Конечно, этот второй способ очень трудный, потому что недостаточно решить, что я напишу такую-то побочную партию. Надо ее фактически сочинить. Между тем в процессе работы может оказаться, что именно так она не хочет складываться.
Я не хочу сказать, что Шостакович всецело сочиняет вторым способом, но мне кажется, что в методе своего сочинения он во многом приближается к нему.
Вообще, мы часто говорим “сочиняет”, но мы не всегда отдаем себе отчет — что значит слово “сочинять”. Сочинять — значит, слагать, выдумывать. Я думаю, что мамаша, которая поймала за рукав ребенка и говорит: “Что ты мне тут сочиняешь”, — гораздо ближе подходит к смыслу этого слова, чем многие композиторы, когда они сочиняют симфонии.
Каковы основные достоинства и недостатки творчества Шостаковича?
Достоинство, мне кажется, — это именно думание, выдумывание, изобретение, не в сухом смысле [этих слов ], а в лучшем — творческом, мастерском значении.
Относительно того, каковы его слабейшие стороны, тут уже говорилось. Я имею в виду недостаточную яркость мелодических линий.
Все это я сказал для того, чтобы объяснить, с какой точки зрения я подхожу к Восьмой симфонии и почему она — не скажу меня разочаровала, но как-то не очаровала в той мере, на какую я рассчитывал. Действительно, если мы возьмем мелодическую сторону, то в своих предпоследних сочинениях Шостакович, как большой мастер, уже раньше нас заметил свой [” ] отстающий сектор [” ] и, несомненно, обратил на него внимание, и это мы замечали во многих выпуклых мелодических линиях, которые появились у него в Квинтете, Пятой симфонии и других произведениях. Но как раз в Восьмой симфонии дальнейшего улучшения и развития как будто не замечается.
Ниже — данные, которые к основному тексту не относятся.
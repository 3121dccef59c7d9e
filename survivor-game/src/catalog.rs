//! Static, read-only game tables: obstacles, loot items and item specials.
//!
//! The default tables ship with the crate as JSON assets and are parsed once on
//! first use. Callers that need different data can build their own [`Catalog`]
//! with [`Catalog::from_json_parts`].

use crate::items::{ItemId, ItemMeta};
use serde::{Deserialize, Serialize};
use std::collections::BTreeMap;
use std::sync::OnceLock;
use thiserror::Error;

const DEFAULT_OBSTACLES_DATA: &str = include_str!("../assets/data/obstacles.json");
const DEFAULT_ITEMS_DATA: &str = include_str!("../assets/data/items.json");
const DEFAULT_SPECIALS_DATA: &str = include_str!("../assets/data/specials.json");

/// Errors raised while building a catalog from JSON tables.
#[derive(Debug, Error)]
pub enum CatalogError {
    #[error("failed to parse {table} table: {source}")]
    Parse {
        table: &'static str,
        #[source]
        source: serde_json::Error,
    },
    #[error("obstacle id {0} appears more than once")]
    DuplicateObstacle(u8),
    #[error("item id {0} appears more than once")]
    DuplicateItem(ItemId),
    #[error("{0} table must not be empty")]
    EmptyTable(&'static str),
}

#[derive(Debug, Clone, PartialEq, Eq, Serialize, Deserialize)]
pub struct ObstacleEntry {
    pub id: u8,
    pub name: String,
}

/// A bonus-stat special ("of Power") and the stat text it grants ("+3 STR").
#[derive(Debug, Clone, PartialEq, Eq, Serialize, Deserialize)]
pub struct BonusSpecial {
    pub name: String,
    pub bonus: String,
}

#[derive(Debug, Clone, Default, Deserialize)]
struct ObstacleTable {
    #[serde(default)]
    obstacles: Vec<ObstacleEntry>,
}

#[derive(Debug, Clone, Default, Deserialize)]
struct ItemTable {
    #[serde(default)]
    items: Vec<ItemMeta>,
}

#[derive(Debug, Clone, Default, PartialEq, Eq, Deserialize)]
struct SpecialsTable {
    #[serde(default)]
    name_prefixes: Vec<String>,
    #[serde(default)]
    name_suffixes: Vec<String>,
    #[serde(default)]
    bonus_specials: Vec<BonusSpecial>,
}

/// Lookup tables shared by every presenter.
#[derive(Debug, Clone, Default, PartialEq, Eq)]
pub struct Catalog {
    obstacles: BTreeMap<u8, String>,
    items: BTreeMap<ItemId, ItemMeta>,
    specials: SpecialsTable,
}

impl Catalog {
    /// Build a catalog from the three JSON documents.
    ///
    /// # Errors
    ///
    /// Returns an error if any document fails to parse, an id is repeated, or a
    /// specials table is empty.
    pub fn from_json_parts(
        obstacles_json: &str,
        items_json: &str,
        specials_json: &str,
    ) -> Result<Self, CatalogError> {
        let obstacles: ObstacleTable = parse_table("obstacles", obstacles_json)?;
        let items: ItemTable = parse_table("items", items_json)?;
        let specials: SpecialsTable = parse_table("specials", specials_json)?;

        let mut catalog = Self {
            specials,
            ..Self::default()
        };
        for entry in obstacles.obstacles {
            if catalog.obstacles.insert(entry.id, entry.name).is_some() {
                return Err(CatalogError::DuplicateObstacle(entry.id));
            }
        }
        for meta in items.items {
            let id = meta.id;
            if catalog.items.insert(id, meta).is_some() {
                return Err(CatalogError::DuplicateItem(id));
            }
        }
        catalog.validate()?;
        Ok(catalog)
    }

    /// Parse the tables embedded in the crate.
    ///
    /// Falls back to an empty catalog (every lookup degrades to its placeholder)
    /// if the embedded data is malformed.
    #[must_use]
    pub fn load_from_static() -> Self {
        Self::from_json_parts(
            DEFAULT_OBSTACLES_DATA,
            DEFAULT_ITEMS_DATA,
            DEFAULT_SPECIALS_DATA,
        )
        .unwrap_or_else(|err| {
            log::warn!("embedded catalog rejected, using empty tables: {err}");
            Self::default()
        })
    }

    /// Check the invariants the specials derivation relies on.
    ///
    /// # Errors
    ///
    /// Returns `CatalogError::EmptyTable` naming the first empty specials table.
    pub fn validate(&self) -> Result<(), CatalogError> {
        if self.specials.name_prefixes.is_empty() {
            return Err(CatalogError::EmptyTable("name_prefixes"));
        }
        if self.specials.name_suffixes.is_empty() {
            return Err(CatalogError::EmptyTable("name_suffixes"));
        }
        if self.specials.bonus_specials.is_empty() {
            return Err(CatalogError::EmptyTable("bonus_specials"));
        }
        Ok(())
    }

    #[must_use]
    pub fn obstacle_name(&self, id: u8) -> Option<&str> {
        self.obstacles.get(&id).map(String::as_str)
    }

    /// Obstacles in ascending id order.
    pub fn obstacles(&self) -> impl Iterator<Item = (u8, &str)> {
        self.obstacles.iter().map(|(id, name)| (*id, name.as_str()))
    }

    #[must_use]
    pub fn item(&self, id: ItemId) -> Option<&ItemMeta> {
        self.items.get(&id)
    }

    pub fn items(&self) -> impl Iterator<Item = &ItemMeta> {
        self.items.values()
    }

    #[must_use]
    pub fn name_prefixes(&self) -> &[String] {
        &self.specials.name_prefixes
    }

    #[must_use]
    pub fn name_suffixes(&self) -> &[String] {
        &self.specials.name_suffixes
    }

    #[must_use]
    pub fn bonus_specials(&self) -> &[BonusSpecial] {
        &self.specials.bonus_specials
    }

    /// Stat text granted by a bonus special, e.g. `"+3 STR"` for `"of Power"`.
    #[must_use]
    pub fn stat_bonus(&self, special: &str) -> Option<&str> {
        self.specials
            .bonus_specials
            .iter()
            .find(|entry| entry.name == special)
            .map(|entry| entry.bonus.as_str())
    }
}

fn parse_table<T>(table: &'static str, json: &str) -> Result<T, CatalogError>
where
    T: serde::de::DeserializeOwned,
{
    serde_json::from_str(json).map_err(|source| CatalogError::Parse { table, source })
}

/// The embedded catalog, parsed on first access.
#[must_use]
pub fn catalog() -> &'static Catalog {
    static CATALOG: OnceLock<Catalog> = OnceLock::new();
    CATALOG.get_or_init(Catalog::load_from_static)
}

#[cfg(test)]
mod tests {
    use super::*;
    use crate::items::{ItemType, Slot, Tier};

    const SPECIALS: &str = r#"{
        "name_prefixes": ["Agony"],
        "name_suffixes": ["Bane"],
        "bonus_specials": [{"name": "of Power", "bonus": "+3 STR"}]
    }"#;

    #[test]
    fn embedded_tables_are_complete() {
        let catalog = catalog();
        assert_eq!(catalog.obstacles().count(), 75);
        assert_eq!(catalog.items().count(), 101);
        assert_eq!(catalog.name_prefixes().len(), 69);
        assert_eq!(catalog.name_suffixes().len(), 18);
        assert_eq!(catalog.bonus_specials().len(), 16);
        assert!(catalog.validate().is_ok());
    }

    #[test]
    fn embedded_lookups_resolve_known_entries() {
        let catalog = catalog();
        assert_eq!(catalog.obstacle_name(1), Some("Demonic Altar"));
        assert_eq!(catalog.obstacle_name(0), None);
        assert_eq!(catalog.stat_bonus("of Power"), Some("+3 STR"));
        assert_eq!(catalog.stat_bonus("of Nothing"), None);

        let katana = catalog.item(ItemId(42)).expect("katana");
        assert_eq!(katana.name, "Katana");
        assert_eq!(katana.tier, Tier::T1);
        assert_eq!(katana.item_type, ItemType::Blade);
        assert_eq!(katana.slot, Slot::Weapon);
    }

    #[test]
    fn every_embedded_item_has_consistent_jewelry_slots() {
        for meta in catalog().items() {
            let jewelry_slot = matches!(meta.slot, Slot::Neck | Slot::Ring);
            assert_eq!(meta.item_type.is_jewelry(), jewelry_slot, "{}", meta.name);
        }
    }

    #[test]
    fn duplicate_ids_are_rejected() {
        let obstacles = r#"{"obstacles": [{"id": 1, "name": "A"}, {"id": 1, "name": "B"}]}"#;
        let err = Catalog::from_json_parts(obstacles, r#"{"items": []}"#, SPECIALS).unwrap_err();
        assert!(matches!(err, CatalogError::DuplicateObstacle(1)));

        let items = r#"{"items": [
            {"id": 3, "name": "Amulet", "tier": 1, "type": "Necklace", "slot": "Neck"},
            {"id": 3, "name": "Amulet", "tier": 1, "type": "Necklace", "slot": "Neck"}
        ]}"#;
        let err = Catalog::from_json_parts("{}", items, SPECIALS).unwrap_err();
        assert!(matches!(err, CatalogError::DuplicateItem(ItemId(3))));
    }

    #[test]
    fn malformed_or_empty_tables_are_rejected() {
        let err = Catalog::from_json_parts("not json", "{}", SPECIALS).unwrap_err();
        assert!(matches!(err, CatalogError::Parse { table: "obstacles", .. }));

        let err = Catalog::from_json_parts("{}", "{}", "{}").unwrap_err();
        assert!(matches!(err, CatalogError::EmptyTable("name_prefixes")));
        assert_eq!(err.to_string(), "name_prefixes table must not be empty");
    }

    #[test]
    fn bad_tier_in_item_table_is_a_parse_error() {
        let items = r#"{"items": [{"id": 9, "name": "Odd", "tier": 6, "type": "Magic", "slot": "Weapon"}]}"#;
        let err = Catalog::from_json_parts("{}", items, SPECIALS).unwrap_err();
        assert!(matches!(err, CatalogError::Parse { table: "items", .. }));
    }
}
Если взглянуть на мелодический материал Восьмой симфонии [… ], то я отметил [бы ], что он недостаточно интересен.
Профиль мелодии Восьмой симфонии Шостаковича [… ] скорее напоминает средний голос из 4-голосного сложения, чем тему для большой симфонии.
Что касается ее формы, то тут, мне кажется, основное в том, что, поскольку симфония очень длинна, автор должен принять меры к сохранению внимания публики. Она слушает полчаса, слушает вторые полчаса, но к концу второго получаса он начинает требовать экстренных мер для преодоления своего утомления. И как раз в это время у Шостаковича начинается медленная часть. Как раз четвертая часть не может сохранить внимание слушателей.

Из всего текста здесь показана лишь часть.